From the data that follows, copy every line with the string "FragmentItem".

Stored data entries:
* * *
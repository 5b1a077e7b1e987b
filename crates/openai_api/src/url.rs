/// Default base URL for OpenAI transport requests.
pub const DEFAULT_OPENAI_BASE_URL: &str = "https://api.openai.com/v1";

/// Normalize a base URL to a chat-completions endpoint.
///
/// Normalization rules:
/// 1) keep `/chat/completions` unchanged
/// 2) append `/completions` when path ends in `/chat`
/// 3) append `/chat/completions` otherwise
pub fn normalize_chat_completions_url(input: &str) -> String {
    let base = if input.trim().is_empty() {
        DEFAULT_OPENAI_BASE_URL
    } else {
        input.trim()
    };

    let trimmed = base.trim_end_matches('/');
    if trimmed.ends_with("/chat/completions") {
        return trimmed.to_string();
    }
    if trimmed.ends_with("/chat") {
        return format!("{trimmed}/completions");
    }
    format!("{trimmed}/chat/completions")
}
* * *
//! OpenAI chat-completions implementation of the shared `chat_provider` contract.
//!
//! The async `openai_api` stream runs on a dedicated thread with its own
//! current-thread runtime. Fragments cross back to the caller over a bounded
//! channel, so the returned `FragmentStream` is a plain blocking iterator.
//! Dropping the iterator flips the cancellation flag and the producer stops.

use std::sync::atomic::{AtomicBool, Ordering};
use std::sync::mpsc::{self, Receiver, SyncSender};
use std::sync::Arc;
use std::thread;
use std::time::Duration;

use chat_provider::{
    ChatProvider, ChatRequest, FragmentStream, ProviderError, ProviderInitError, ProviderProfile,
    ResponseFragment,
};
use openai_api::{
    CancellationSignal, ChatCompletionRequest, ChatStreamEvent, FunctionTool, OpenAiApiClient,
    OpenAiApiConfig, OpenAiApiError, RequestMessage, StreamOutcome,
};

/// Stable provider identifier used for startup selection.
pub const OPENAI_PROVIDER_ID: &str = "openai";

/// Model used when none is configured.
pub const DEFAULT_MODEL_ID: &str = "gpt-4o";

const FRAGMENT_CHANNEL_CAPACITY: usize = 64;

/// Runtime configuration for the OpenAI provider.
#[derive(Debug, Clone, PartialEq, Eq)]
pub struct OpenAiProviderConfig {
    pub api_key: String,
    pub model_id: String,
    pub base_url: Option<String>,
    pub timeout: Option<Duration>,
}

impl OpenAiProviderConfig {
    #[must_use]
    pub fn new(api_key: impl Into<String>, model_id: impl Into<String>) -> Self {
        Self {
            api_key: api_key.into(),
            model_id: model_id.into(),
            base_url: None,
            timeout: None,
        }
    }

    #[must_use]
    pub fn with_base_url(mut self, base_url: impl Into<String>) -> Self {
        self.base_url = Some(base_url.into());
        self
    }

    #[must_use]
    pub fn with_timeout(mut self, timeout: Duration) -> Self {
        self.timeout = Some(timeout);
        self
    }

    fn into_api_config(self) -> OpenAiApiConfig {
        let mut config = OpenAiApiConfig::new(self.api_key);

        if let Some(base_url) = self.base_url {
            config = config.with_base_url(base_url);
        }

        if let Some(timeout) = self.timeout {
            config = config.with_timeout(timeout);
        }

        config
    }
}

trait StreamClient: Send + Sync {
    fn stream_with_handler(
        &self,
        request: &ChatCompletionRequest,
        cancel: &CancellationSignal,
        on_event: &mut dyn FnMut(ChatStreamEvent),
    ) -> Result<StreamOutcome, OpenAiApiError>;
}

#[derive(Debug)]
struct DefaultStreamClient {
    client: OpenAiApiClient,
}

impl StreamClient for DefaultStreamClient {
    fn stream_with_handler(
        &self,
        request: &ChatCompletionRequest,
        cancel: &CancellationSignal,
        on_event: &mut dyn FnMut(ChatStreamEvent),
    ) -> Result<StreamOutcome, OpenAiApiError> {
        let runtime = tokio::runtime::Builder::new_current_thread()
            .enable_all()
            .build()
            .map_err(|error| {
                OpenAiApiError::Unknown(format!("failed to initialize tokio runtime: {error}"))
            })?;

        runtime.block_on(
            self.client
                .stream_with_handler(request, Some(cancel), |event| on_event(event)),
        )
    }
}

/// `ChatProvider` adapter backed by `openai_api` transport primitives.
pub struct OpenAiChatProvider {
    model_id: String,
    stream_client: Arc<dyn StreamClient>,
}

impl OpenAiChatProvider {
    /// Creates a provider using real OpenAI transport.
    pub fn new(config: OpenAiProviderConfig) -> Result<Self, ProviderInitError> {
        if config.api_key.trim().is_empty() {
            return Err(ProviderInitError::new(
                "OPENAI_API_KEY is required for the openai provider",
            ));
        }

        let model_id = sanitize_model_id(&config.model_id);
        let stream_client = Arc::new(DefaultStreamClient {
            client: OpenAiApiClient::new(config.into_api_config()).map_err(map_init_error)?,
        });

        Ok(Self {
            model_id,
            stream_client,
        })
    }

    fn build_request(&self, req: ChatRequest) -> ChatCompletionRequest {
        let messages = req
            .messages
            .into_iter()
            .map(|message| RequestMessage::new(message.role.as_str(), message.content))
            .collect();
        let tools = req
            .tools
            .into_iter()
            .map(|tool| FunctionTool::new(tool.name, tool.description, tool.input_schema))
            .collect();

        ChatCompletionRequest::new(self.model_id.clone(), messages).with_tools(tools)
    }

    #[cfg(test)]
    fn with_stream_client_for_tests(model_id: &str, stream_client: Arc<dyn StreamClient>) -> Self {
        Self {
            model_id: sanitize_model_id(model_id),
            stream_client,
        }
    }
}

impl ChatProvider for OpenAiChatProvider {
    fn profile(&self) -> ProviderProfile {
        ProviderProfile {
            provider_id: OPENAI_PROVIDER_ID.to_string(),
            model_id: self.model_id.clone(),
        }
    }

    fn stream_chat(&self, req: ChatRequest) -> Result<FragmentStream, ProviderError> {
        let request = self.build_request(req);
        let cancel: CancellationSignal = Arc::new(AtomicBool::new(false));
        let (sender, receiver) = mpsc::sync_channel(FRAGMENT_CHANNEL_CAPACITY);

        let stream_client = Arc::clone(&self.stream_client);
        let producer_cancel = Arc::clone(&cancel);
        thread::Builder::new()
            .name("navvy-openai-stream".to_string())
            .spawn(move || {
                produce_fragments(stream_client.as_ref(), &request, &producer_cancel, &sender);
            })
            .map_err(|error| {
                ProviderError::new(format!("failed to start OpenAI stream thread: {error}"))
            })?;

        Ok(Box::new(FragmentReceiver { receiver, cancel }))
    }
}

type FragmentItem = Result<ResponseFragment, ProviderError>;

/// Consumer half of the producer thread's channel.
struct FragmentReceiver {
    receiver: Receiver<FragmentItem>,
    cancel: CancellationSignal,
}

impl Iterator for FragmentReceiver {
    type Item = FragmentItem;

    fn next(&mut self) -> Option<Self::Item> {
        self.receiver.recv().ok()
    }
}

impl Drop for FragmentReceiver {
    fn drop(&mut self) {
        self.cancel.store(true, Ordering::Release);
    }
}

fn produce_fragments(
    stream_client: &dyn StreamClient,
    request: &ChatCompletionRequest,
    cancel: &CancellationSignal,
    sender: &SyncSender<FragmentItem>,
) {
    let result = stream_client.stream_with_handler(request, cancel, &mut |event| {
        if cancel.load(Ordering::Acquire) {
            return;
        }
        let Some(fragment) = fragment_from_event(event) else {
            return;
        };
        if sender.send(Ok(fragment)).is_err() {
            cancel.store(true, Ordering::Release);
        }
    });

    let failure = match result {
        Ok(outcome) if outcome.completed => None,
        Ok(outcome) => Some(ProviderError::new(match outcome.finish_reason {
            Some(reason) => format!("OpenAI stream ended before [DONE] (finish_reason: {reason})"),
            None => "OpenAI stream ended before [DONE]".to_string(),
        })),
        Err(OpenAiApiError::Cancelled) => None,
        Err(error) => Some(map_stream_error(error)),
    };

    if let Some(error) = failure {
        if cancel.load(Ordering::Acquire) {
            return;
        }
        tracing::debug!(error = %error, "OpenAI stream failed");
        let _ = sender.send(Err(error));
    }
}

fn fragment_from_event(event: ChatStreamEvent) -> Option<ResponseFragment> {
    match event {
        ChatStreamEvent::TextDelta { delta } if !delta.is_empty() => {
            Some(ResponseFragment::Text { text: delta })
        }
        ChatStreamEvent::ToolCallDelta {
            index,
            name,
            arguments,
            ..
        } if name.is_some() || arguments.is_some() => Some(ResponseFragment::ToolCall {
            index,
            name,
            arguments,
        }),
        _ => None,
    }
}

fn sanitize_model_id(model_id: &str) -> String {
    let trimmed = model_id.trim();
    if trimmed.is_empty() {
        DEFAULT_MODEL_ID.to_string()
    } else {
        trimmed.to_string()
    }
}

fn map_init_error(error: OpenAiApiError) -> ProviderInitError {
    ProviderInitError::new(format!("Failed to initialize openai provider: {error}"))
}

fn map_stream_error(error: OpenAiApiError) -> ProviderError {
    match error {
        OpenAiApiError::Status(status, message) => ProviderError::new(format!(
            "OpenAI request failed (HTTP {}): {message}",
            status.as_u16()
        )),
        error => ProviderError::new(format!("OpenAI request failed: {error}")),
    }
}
* * *
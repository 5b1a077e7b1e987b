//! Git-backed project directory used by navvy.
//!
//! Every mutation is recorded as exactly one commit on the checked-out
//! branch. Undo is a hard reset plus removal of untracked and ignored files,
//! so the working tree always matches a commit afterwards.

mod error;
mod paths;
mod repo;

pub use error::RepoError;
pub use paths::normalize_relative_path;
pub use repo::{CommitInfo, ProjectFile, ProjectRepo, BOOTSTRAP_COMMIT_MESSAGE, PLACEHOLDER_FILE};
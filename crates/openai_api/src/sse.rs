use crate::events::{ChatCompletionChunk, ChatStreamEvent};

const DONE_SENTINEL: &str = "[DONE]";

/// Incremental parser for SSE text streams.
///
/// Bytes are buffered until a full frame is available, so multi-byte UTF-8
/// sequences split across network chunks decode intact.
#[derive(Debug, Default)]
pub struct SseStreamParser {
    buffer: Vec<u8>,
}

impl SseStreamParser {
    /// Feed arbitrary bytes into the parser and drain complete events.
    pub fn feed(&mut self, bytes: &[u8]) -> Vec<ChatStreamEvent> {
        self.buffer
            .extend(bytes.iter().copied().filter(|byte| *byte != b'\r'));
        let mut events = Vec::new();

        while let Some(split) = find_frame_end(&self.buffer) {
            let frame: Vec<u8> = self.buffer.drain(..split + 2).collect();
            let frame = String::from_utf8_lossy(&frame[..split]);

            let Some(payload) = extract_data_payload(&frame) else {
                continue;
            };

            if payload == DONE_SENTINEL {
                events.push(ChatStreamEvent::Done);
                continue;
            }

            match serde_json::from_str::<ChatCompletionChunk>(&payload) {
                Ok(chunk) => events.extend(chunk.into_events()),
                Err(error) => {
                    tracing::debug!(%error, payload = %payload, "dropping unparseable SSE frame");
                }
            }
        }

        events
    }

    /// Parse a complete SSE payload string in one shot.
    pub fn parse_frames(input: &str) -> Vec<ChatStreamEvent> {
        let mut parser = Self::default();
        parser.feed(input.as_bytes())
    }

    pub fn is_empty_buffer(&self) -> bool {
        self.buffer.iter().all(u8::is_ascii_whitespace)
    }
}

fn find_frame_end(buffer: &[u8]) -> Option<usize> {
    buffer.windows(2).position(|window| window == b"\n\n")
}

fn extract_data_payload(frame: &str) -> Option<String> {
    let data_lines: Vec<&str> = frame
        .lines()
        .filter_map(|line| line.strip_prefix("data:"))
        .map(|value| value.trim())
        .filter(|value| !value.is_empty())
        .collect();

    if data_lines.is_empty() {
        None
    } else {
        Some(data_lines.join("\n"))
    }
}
* * *
TASK ANSWER —
type FragmentItem = Result<ResponseFragment, ProviderError>;
    receiver: Receiver<FragmentItem>,
    type Item = FragmentItem;
    sender: &SyncSender<FragmentItem>,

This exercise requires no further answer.